Comprising about 50 items daily, including seafood and several types of tofu, Ward's salad bar — priced by weight — remains one of the restaurant's most popular features. Even an economy that has been particularly difficult for local restaurateurs hasn't dissuaded loyal customers willing to pay for healthful food, sometimes on a doctor's recommendation, Ward says.
"We kind of become intimate in people's health."
DuBois says he and his wife, Monika, also have seen growth since purchasing Grilla Bites a year ago. He credits local residents, who make up more than half of his clientele, even in Ashland's high tourist season. Because the restaurant's ambiance doesn't imply it's part of a chain, many customers never suspect Grilla Bites isn't unique to the town, he adds.
"I'm sure there's a lot of people in Medford who don't know we're here and vice versa."
For more information, see the website www.grillabites.com.
Other favorites: (Natural/Whole Foods Restaurant; Healthy Lunch) Ashland Food Co-op; Pangea; (Salad/Salad Bar) Ashland Food Co-op; Kaleidoscope Pizzeria & Pub
Best Healthy Breakfast
After taking breakfast to gourmet heights, Patty Groth is cooking up a book of recipes from her Morning Glory Restaurant.
The book will deliver all the butter, eggs and cream that endear the Ashland eatery to locals, who say Morning Glory also delivers on the health front.

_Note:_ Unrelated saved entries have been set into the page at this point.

//! Storage abstraction trait
//!
//! This module defines the capability set every physical backend must
//! implement: write, read (with byte offset where the backend can seek),
//! exists, delete, checksum, and key listing for integrity scans.

use async_trait::async_trait;
use bytes::Bytes;
use datashare_core::models::storage::{BackendKind, StorageLocation};
use futures::Stream;
use std::pin::Pin;
use thiserror::Error;

/// Storage operation errors.
///
/// `NotFound` is deliberately separate from `ReadFailed`/`BackendUnavailable`
/// so callers can distinguish a missing object from a backend outage.
#[derive(Debug, Error)]
pub enum StorageError {
    #[error("Object not found: {0}")]
    NotFound(String),

    #[error("Write failed: {0}")]
    WriteFailed(String),

    #[error("Read failed: {0}")]
    ReadFailed(String),

    #[error("Delete failed: {0}")]
    DeleteFailed(String),

    #[error("Invalid storage key: {0}")]
    InvalidKey(String),

    #[error("Storage backend unavailable: {0}")]
    BackendUnavailable(String),

    #[error("IO error: {0}")]
    IoError(#[from] std::io::Error),

    #[error("Configuration error: {0}")]
    ConfigError(String),
}

impl StorageError {
    /// Whether the failure is transient (worth a client retry) rather than
    /// a definitive miss or caller mistake.
    pub fn is_transient(&self) -> bool {
        matches!(
            self,
            StorageError::ReadFailed(_)
                | StorageError::WriteFailed(_)
                | StorageError::BackendUnavailable(_)
                | StorageError::IoError(_)
        )
    }
}

impl From<StorageError> for datashare_core::AppError {
    fn from(err: StorageError) -> Self {
        use datashare_core::AppError;
        match err {
            StorageError::NotFound(key) => AppError::NotFound(key),
            StorageError::WriteFailed(msg) => AppError::StorageWriteFailed(msg),
            StorageError::DeleteFailed(msg) => AppError::StorageWriteFailed(msg),
            StorageError::InvalidKey(msg) => AppError::InvalidInput(msg),
            StorageError::ReadFailed(_)
            | StorageError::BackendUnavailable(_)
            | StorageError::IoError(_) => AppError::StorageReadFailed(err.to_string()),
            StorageError::ConfigError(msg) => AppError::Internal(msg),
        }
    }
}

/// Result type for storage operations
pub type StorageResult<T> = Result<T, StorageError>;

/// Chunked byte stream yielded by reads.
pub type ByteStream = Pin<Box<dyn Stream<Item = Result<Bytes, StorageError>> + Send>>;

/// Storage abstraction trait
///
/// Both backends (local filesystem, S3) implement this identically so the
/// download, migration, and verification paths work against any backend
/// without coupling to implementation details.
#[async_trait]
pub trait Storage: Send + Sync {
    /// Write an object, computing its checksum along the way, and return
    /// the resulting location record.
    async fn write(&self, key: &str, data: Bytes) -> StorageResult<StorageLocation>;

    /// Write an object from a byte stream. Backends with a native streaming
    /// upload may override this; the default buffers and delegates to
    /// `write`.
    async fn write_stream(&self, key: &str, stream: ByteStream) -> StorageResult<StorageLocation> {
        let data = collect_stream(stream).await?;
        self.write(key, Bytes::from(data)).await
    }

    /// Open a chunked read stream starting at `offset` bytes.
    ///
    /// Fails with `NotFound` if the object is absent. Both backends support
    /// seeking, so `offset` is honored exactly; synthesized streams higher
    /// up the stack may not be seekable, but that is their concern.
    async fn read(&self, key: &str, offset: u64) -> StorageResult<ByteStream>;

    /// Check if an object exists.
    async fn exists(&self, key: &str) -> StorageResult<bool>;

    /// Delete an object. Deleting an absent object is not an error.
    async fn delete(&self, key: &str) -> StorageResult<()>;

    /// sha256 of the stored bytes, hex-encoded.
    async fn checksum(&self, key: &str) -> StorageResult<String>;

    /// Size in bytes of an object, if it exists.
    async fn content_length(&self, key: &str) -> StorageResult<u64>;

    /// All keys under a prefix. Used by the integrity verifier to find
    /// physical objects with no owning dataset record.
    async fn list_keys(&self, prefix: &str) -> StorageResult<Vec<String>>;

    /// Get the storage backend kind
    fn kind(&self) -> BackendKind;
}

/// Collect an entire byte stream into memory. Helper for checksumming,
/// migration of modest objects, and tests.
pub async fn collect_stream(mut stream: ByteStream) -> StorageResult<Vec<u8>> {
    use futures::StreamExt;

    let mut out = Vec::new();
    while let Some(chunk) = stream.next().await {
        out.extend_from_slice(&chunk?);
    }
    Ok(out)
}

The 13-year-old business was at the fore of a more recent movement toward health: organic and local foods. Groth purchases seasonal produce from local farmers and smokes her own meats. Syrups, sauces and condiments are homemade.
"We don't use any processed food," Groth says.
One of Groth's more healthful items, Moroccan oatmeal, is cooked to order. Customers often split her large portions. If all else fails, many patrons get some exercise with their meal, says manager Christina Schmidt.
"Our parking lot's always full, so people have to walk here."
See the website www.morninggloryrestaurant.com.
Other favorites: Ashland Food Co-op, Dragonfly Cafe and Gardens
Rising to the challenge of gluten-free baking, Great Harvest Bread Co. developed more than recipes for sufferers of celiac disease.
The decade-old bakery on Medford's Genessee Street developed a loyal following over the past year with customers who have autoimmune reactions or intolerances to the protein contained in wheat and other grains. Even before co-owner Dan Allen explored gluten-free, his bakery enjoyed a reputation as a local favorite.
The next year should see Great Harvest moving to a larger location, Allen says, and expanding its bread menu to prepared sandwiches and other lunch and coffee-shop specialities. Great Harvest will continue to mill flour for its traditional breads, with separate quarters for preparing gluten-free offerings, which have risen exponentially.
"I only see growth in that area," Allen says.